MONETORY POLICY AND PORTFOLIO ANALYSIS ASSIGNMENT

NAME: KIIZA MARINA

PROGRAMME: BACHELOR OF COMMERCE

REGISTRATION NUMBER: 15/U/16049/PS

SIGNATURE:…………………………………
Introduction
Government of Uganda under the Bank of Uganda Act 1966 established Bank of Uganda in 1966
and in this same year, Uganda's first currency was issued. Central Bank of Republic of Uganda
with the sole right to issue notes and coins in the country; owned by Government of Uganda but
is not a Government department. The current Governor is Professor Emmanuel Tumusiime
Mutebile whose regime is from 2001 to date.

Mission of the Bank of Uganda


To foster price stability and a sound financial system

Vision of the Bank of Uganda

To be a center of excellence in upholding macroeconomic stability

a. Objectives of the Bank of Uganda


The Bank of Uganda Annual Report 2011/2012 lays down the strategic plan 2012-2017 that
entails corporate strategic objectives which are continuous improvement activities that must be
performed under each of the four strategic themes of operational excellence, customer focus,
strategic partnerships and leadership to achieve the desired strategic results. The following are
the strategic objectives of Bank of Uganda explained:

To enhance price stability; this implies that the general price of goods and services are stable
and competitive. This reduces fluctuation in prices which reduces inflation and the bank has been
able to maintain it at least 5%.

To enhance financial system stability; this entails the sustenance of a safe, sound and efficient
financial system. It involves ensuring that the economy has well-functioning financial
institutions, payment systems and financial markets. This is done for instance, for financial
institutions, constant supervision of each and every transaction done by these commercial banks
to ensure compilation of bank laws and regulations for the good of customers and the bank itself.

To increase customer satisfaction; this refers to the value that customers derive from Bank of
Uganda services in terms of price stability (which reduces on the likelihood of inflation
happening and their objective to maintain it at 5%, and not deteriorate the economy), financial
system stability to (which ensures effective loaning process to customers of commercial banks
which funds can be provided for by the Central Bank where need be) and timely advisory
services in form amount of capital the Bank should have as its minimum for efficient banking
operations.

To improve staff motivation; this objective means having staff that are engaged, enthusiastic
and committed to achieving the Bank of Uganda mission and vision. It includes job enrichment,
providing competitive rewards and benefits, a conducive working environment (safe and healthy)
and participatory approach to work.
To enhance organizational culture; these are a set of values, beliefs and practices that bind the
bank together and influence behavior. A few of the values are; Accountability, the Bank being
answerable to its customers and stakeholders and maintaining a prudent approach in
safeguarding the monetary and financial stability of the country. Transparency, honest
communication with candid disclosure. Excellence, delivery of quality services efficiently and
timely.

To enhance financial performance; this covers all aspects of financial management of the Bank
including ways to improve income sources and the budgeting process, optimizing utilization of
resources and avoiding wastage.

To enhance monetary sector and financial sector policy formulation and implementation;
this includes the processes that are undertaken to develop, analyze and determine monetary
policy framework, currency operations and support services.

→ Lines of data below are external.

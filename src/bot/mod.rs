/// Inline button payloads and the long-link cache
pub mod callback;
/// Command, text and callback handlers
pub mod handlers;
/// Metadata preview and choice prompt for a detected link
pub mod preview;
/// Status message helpers with retry
pub mod resilient;
/// Telegram implementation of the media transport
pub mod transport;
/// Texts and keyboards
pub mod views;

pub use callback::CallbackLinks;
pub use preview::{LinkPreview, PreviewTransport};
pub use transport::TelegramMediaTransport;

To strengthen strategic partnerships; actively engaging with national regional and


international strategic partners to leverage the benefits of interdependence and participatory
decision making. Relations with the International Monetary Fund and World Bank enables
accountability of funds to the country in form of loans or grants which may be used for
infrastructural developments for example schools, roads and hospitals hence boosting economic
growth.

b. Functions of Bank of Uganda


Section 4 of the Bank of Uganda Act (Cap 51) Laws of Uganda 2000

The functions of the Bank shall be to formulate and implement monetary policy directed to
economic objectives of achieving and maintaining economic stability. In this regard, the Bank
shall perform the following;

Maintain monetary stability in financial market and maintain an economic environment


conducive for growth. Financial markets deal in trading of securities, that is, buying or selling
treasury bills or bonds from the market for purposes of increasing or reducing the amount of
money in circulation.

Issue currency notes and coins. The Bank issues the national currency, Uganda shilling, in
sufficient quantities to enable the public carry out financial transactions.

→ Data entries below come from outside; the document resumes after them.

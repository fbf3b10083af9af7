//! yt-dlp extraction adapter.
//!
//! Runs the `yt-dlp` executable as an async child process, so probing and
//! downloading never block a runtime worker. Format selection and
//! transcoding are left entirely to yt-dlp (and the ffmpeg it drives); this
//! module only supplies the options and reads back the JSON metadata.

use super::link::is_url;
use super::{ExtractionResult, FetchedMedia, MediaError, MediaKind};
use crate::config::Settings;
use crate::utils::truncate_str;
use async_trait::async_trait;
use serde_json::Value;
use std::path::{Path, PathBuf};
use std::process::Stdio;
use tokio::process::Command;
use tracing::{debug, info, warn};
use walkdir::WalkDir;

/// Patterns indicating fatal, unrecoverable yt-dlp errors
const FATAL_ERROR_PATTERNS: &[&str] = &[
    "Video unavailable",
    "Private video",
    "This video is not available",
    "Sign in to confirm your age",
    "age-restricted",
    "members-only",
    "This video is private",
    "removed by the uploader",
    "no longer available",
    "blocked it in your country",
    "geo-restricted",
    "copyright",
    "terminated account",
    "This video has been removed",
    "Unsupported URL",
    "is not a valid URL",
    "Unable to extract video data",
    "Premieres in",
    "This live event will begin",
    "Join this channel to get access",
    "HTTP Error 403",
    "HTTP Error 404",
    "Sign in to view this video",
];

/// Patterns indicating transient errors that might succeed on a later attempt
const RETRYABLE_ERROR_PATTERNS: &[&str] = &[
    "Connection reset",
    "Connection timed out",
    "Unable to download webpage",
    "HTTP Error 429",
    "HTTP Error 503",
    "Read timed out",
    "network is unreachable",
    "Temporary failure in name resolution",
];

/// Output file name template, relative to the workspace
const OUTPUT_TEMPLATE: &str = "%(title).100s.%(ext)s";

/// Search prefix used when the locator is not a URL
const DEFAULT_SEARCH: &str = "ytsearch1";

/// Maximum length of an error message surfaced to the user
const MAX_ERROR_LENGTH: usize = 300;

/// Extensions of intermediate files yt-dlp may leave behind
const PARTIAL_EXTENSIONS: &[&str] = &["part", "ytdl", "temp"];

/// Broad category of a yt-dlp failure.
///
/// Only reported as a log field. No retry decision depends on it.
#[derive(Debug, Clone, Copy, PartialEq, Eq)]
pub enum FailureClass {
    /// The media cannot be fetched no matter how often we try
    Fatal,
    /// Network hiccup or throttling
    Retryable,
    /// Anything else (format not available, ffmpeg failure, ...)
    Other,
}

/// Classify yt-dlp stderr output for the failure log line.
#[must_use]
pub fn classify_failure(stderr: &str) -> FailureClass {
    if FATAL_ERROR_PATTERNS.iter().any(|p| stderr.contains(p)) {
        FailureClass::Fatal
    } else if RETRYABLE_ERROR_PATTERNS.iter().any(|p| stderr.contains(p)) {
        FailureClass::Retryable
    } else {
        FailureClass::Other
    }
}

/// Pick the most useful line of yt-dlp stderr for the user.
///
/// Prefers the last `ERROR:` line, falls back to the last non-empty line.
#[must_use]
pub fn summarize_error(stderr: &str) -> Option<String> {
    let lines: Vec<&str> = stderr
        .lines()
        .map(str::trim)
        .filter(|l| !l.is_empty())
        .collect();

    let line = lines
        .iter()
        .rev()
        .find(|l| l.starts_with("ERROR:"))
        .or_else(|| lines.last())?;

    let message = line.trim_start_matches("ERROR:").trim();
    Some(truncate_str(message, MAX_ERROR_LENGTH))
}

/// Interface to the media extraction tool
#[cfg_attr(test, mockall::automock)]
#[async_trait]
pub trait MediaExtractor: Send + Sync {
    /// Fetch metadata only.
    async fn probe(&self, locator: &str) -> Result<ExtractionResult, MediaError>;

    /// Download one media file of the given kind into `destination`.
    ///
    /// Returns the metadata together with the path of the produced file.
    async fn fetch(
        &self,
        locator: &str,
        kind: MediaKind,
        destination: &Path,
    ) -> Result<FetchedMedia, MediaError>;
}

/// [`MediaExtractor`] backed by the `yt-dlp` executable
#[derive(Debug, Clone)]
pub struct YtdlpExtractor {
    binary: PathBuf,
    cookies_file: Option<PathBuf>,
}

impl YtdlpExtractor {
    /// Create an extractor for the given yt-dlp binary.
    #[must_use]
    pub fn new(binary: impl Into<PathBuf>) -> Self {
        Self {
            binary: binary.into(),
            cookies_file: None,
        }
    }

    /// Pass `--cookies <file>` whenever that file exists at call time.
    #[must_use]
    pub fn with_cookies_file(mut self, path: impl Into<PathBuf>) -> Self {
        self.cookies_file = Some(path.into());
        self
    }

    /// Build an extractor from application settings.
    #[must_use]
    pub fn from_settings(settings: &Settings) -> Self {
        Self::new(&settings.ytdlp_path).with_cookies_file(&settings.cookies_file)
    }

    fn cookies(&self) -> Option<&Path> {
        self.cookies_file.as_deref().filter(|p| p.is_file())
    }

    /// Arguments shared by probe and fetch, without the locator.
    fn base_args(&self, locator: &str) -> Vec<String> {
        let mut args = vec![
            "--dump-single-json".to_string(),
            "--no-playlist".to_string(),
            "--no-warnings".to_string(),
            "--no-progress".to_string(),
        ];
        if !is_url(locator) {
            args.push("--default-search".to_string());
            args.push(DEFAULT_SEARCH.to_string());
        }
        if let Some(cookies) = self.cookies() {
            args.push("--cookies".to_string());
            args.push(cookies.display().to_string());
        }
        args
    }

    /// Full argument list for a metadata-only probe.
    #[must_use]
    pub fn probe_args(&self, locator: &str) -> Vec<String> {
        let mut args = self.base_args(locator);
        args.push("--skip-download".to_string());
        args.push("--".to_string());
        args.push(locator.to_string());
        args
    }

    /// Full argument list for a download into `destination`.
    #[must_use]
    pub fn fetch_args(&self, locator: &str, kind: MediaKind, destination: &Path) -> Vec<String> {
        let mut args = self.base_args(locator);
        args.extend([
            "--no-simulate".to_string(),
            "-f".to_string(),
            kind.format_selector().to_string(),
            "-o".to_string(),
            destination.join(OUTPUT_TEMPLATE).display().to_string(),
        ]);
        match kind {
            MediaKind::Audio => args.extend([
                "--extract-audio".to_string(),
                "--audio-format".to_string(),
                "mp3".to_string(),
                "--audio-quality".to_string(),
                "192K".to_string(),
            ]),
            MediaKind::Video => args.extend([
                "--merge-output-format".to_string(),
                "mp4".to_string(),
            ]),
        }
        args.push("--".to_string());
        args.push(locator.to_string());
        args
    }

    /// Run yt-dlp and parse the JSON it prints.
    async fn run(&self, args: Vec<String>, locator: &str) -> Result<ExtractionResult, MediaError> {
        debug!(binary = %self.binary.display(), ?args, "Executing yt-dlp");

        let output = Command::new(&self.binary)
            .args(&args)
            .stdin(Stdio::null())
            .kill_on_drop(true)
            .output()
            .await
            .map_err(|e| {
                MediaError::Extraction(format!(
                    "failed to start {}: {e}",
                    self.binary.display()
                ))
            })?;

        if !output.status.success() {
            let stderr = String::from_utf8_lossy(&output.stderr);
            let class = classify_failure(&stderr);
            let message = summarize_error(&stderr)
                .unwrap_or_else(|| format!("yt-dlp exited with {}", output.status));
            warn!(?class, locator = %locator, error = %message, "yt-dlp failed");
            return Err(MediaError::Extraction(message));
        }

        parse_info(&String::from_utf8_lossy(&output.stdout), locator)
    }
}

/// Parse the `--dump-single-json` output, unwrapping single-entry search playlists.
///
/// # Errors
///
/// `MediaError::NoResult` for an empty search, `MediaError::Json` for malformed output.
pub fn parse_info(stdout: &str, locator: &str) -> Result<ExtractionResult, MediaError> {
    let Some(json_line) = stdout
        .lines()
        .rev()
        .map(str::trim)
        .find(|l| l.starts_with('{'))
    else {
        return Err(MediaError::NoResult(locator.to_string()));
    };

    let mut value: Value = serde_json::from_str(json_line)?;

    if value.get("_type").and_then(Value::as_str) == Some("playlist") {
        let first = value
            .get_mut("entries")
            .and_then(Value::as_array_mut)
            .and_then(|entries| entries.drain(..).find(|e| !e.is_null()));
        match first {
            Some(entry) => value = entry,
            None => return Err(MediaError::NoResult(locator.to_string())),
        }
    }

    Ok(serde_json::from_value(value)?)
}

fn is_partial(path: &Path) -> bool {
    path.extension()
        .and_then(|e| e.to_str())
        .is_some_and(|e| PARTIAL_EXTENSIONS.contains(&e))
}

/// Locate the file produced by a download.
///
/// Uses the path yt-dlp reported when it exists inside `destination`,
/// otherwise the first complete file found by walking `destination`.
///
/// # Errors
///
/// `MediaError::NoOutput` when no file was produced.
pub fn locate_output(info: &ExtractionResult, destination: &Path) -> Result<PathBuf, MediaError> {
    let reported = info
        .requested_downloads
        .iter()
        .filter_map(|d| d.filepath.as_deref())
        .find(|p| p.starts_with(destination) && p.is_file());
    if let Some(path) = reported {
        return Ok(path.to_path_buf());
    }

    WalkDir::new(destination)
        .sort_by_file_name()
        .into_iter()
        .filter_map(Result::ok)
        .find(|entry| entry.file_type().is_file() && !is_partial(entry.path()))
        .map(walkdir::DirEntry::into_path)
        .ok_or(MediaError::NoOutput)
}

#[async_trait]
impl MediaExtractor for YtdlpExtractor {
    async fn probe(&self, locator: &str) -> Result<ExtractionResult, MediaError> {
        let info = self.run(self.probe_args(locator), locator).await?;
        debug!(title = ?info.title, "Probe complete");
        Ok(info)
    }

    async fn fetch(
        &self,
        locator: &str,
        kind: MediaKind,
        destination: &Path,
    ) -> Result<FetchedMedia, MediaError> {
        let info = self
            .run(self.fetch_args(locator, kind, destination), locator)
            .await?;
        let file = locate_output(&info, destination)?;
        let size = tokio::fs::metadata(&file).await?.len();
        info!(
            kind = kind.label(),
            file = %file.display(),
            size,
            "Download complete"
        );
        Ok(FetchedMedia { info, file, size })
    }
}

Be the banker to government. The Bank manages Government ministries and Departments'
accounts and as such, receives all Government revenues and effects payment, external or internal
on behalf of Government. For example, Ministry of Finance, Planning and Economic
Development has an account called the Treasury Services Account for making payments to
different districts and municipalities of the country appropriately for development purposes.
Advise the Government on monetory policy. This policy is put in place to regulate the amount
of money in supply, therefore, the Bank advises on whether print more money or not, so as to
reduce on the likely causes of inflation which means persistent increase in prices of goods and
services; bad for Uganda's economy. Where producers assume that a lot of money in the
economy means the customers can afford expensive commodities.

Advises Ministry of Finance, Planning and Economic Development on managing external


reserves. The Bank monitors the official foreign exchange reserves of the country using the
Integrated Financial Management System, which helps keep track of the amount of the external
reserves available. These reserves are used to meet Government's foreign exchange payments for
debt repayments and Government purchases as well as indirect management of the exchange
rate.

Lender of last resort. Acts as a lender of last resort to Commercial banks and other financial
institutions who may not be able to source funds for their daily operations.

Be a clearing house for cheques and other financial instruments for financial institutions. In
case of loan payment by financial institutions to the Central Bank of Uganda who may choose to
use cheques to clear the debt.

Managing Uganda's external debt. The Bank maintains in conjunction with the Ministry of
Finance, Planning and Economic Development, an up-to-date database of the country's total
external indebtedness. This includes public and private loans, and suppliers' credit.

Exchange rate management. The Ugandan shilling freely floats on the foreign exchange
market. The Central Bank has no view on exchange rate. However, the Central Bank maintains
an active interest in the movement of the exchange rates and may intervene with the sale or
purchase of foreign exchange to smoothen out erratic movements to resort market stability.
Similar intervention through sale or purchase of treasury bills, is undertaken if liquidity levels
threaten a spill over into the foreign markets.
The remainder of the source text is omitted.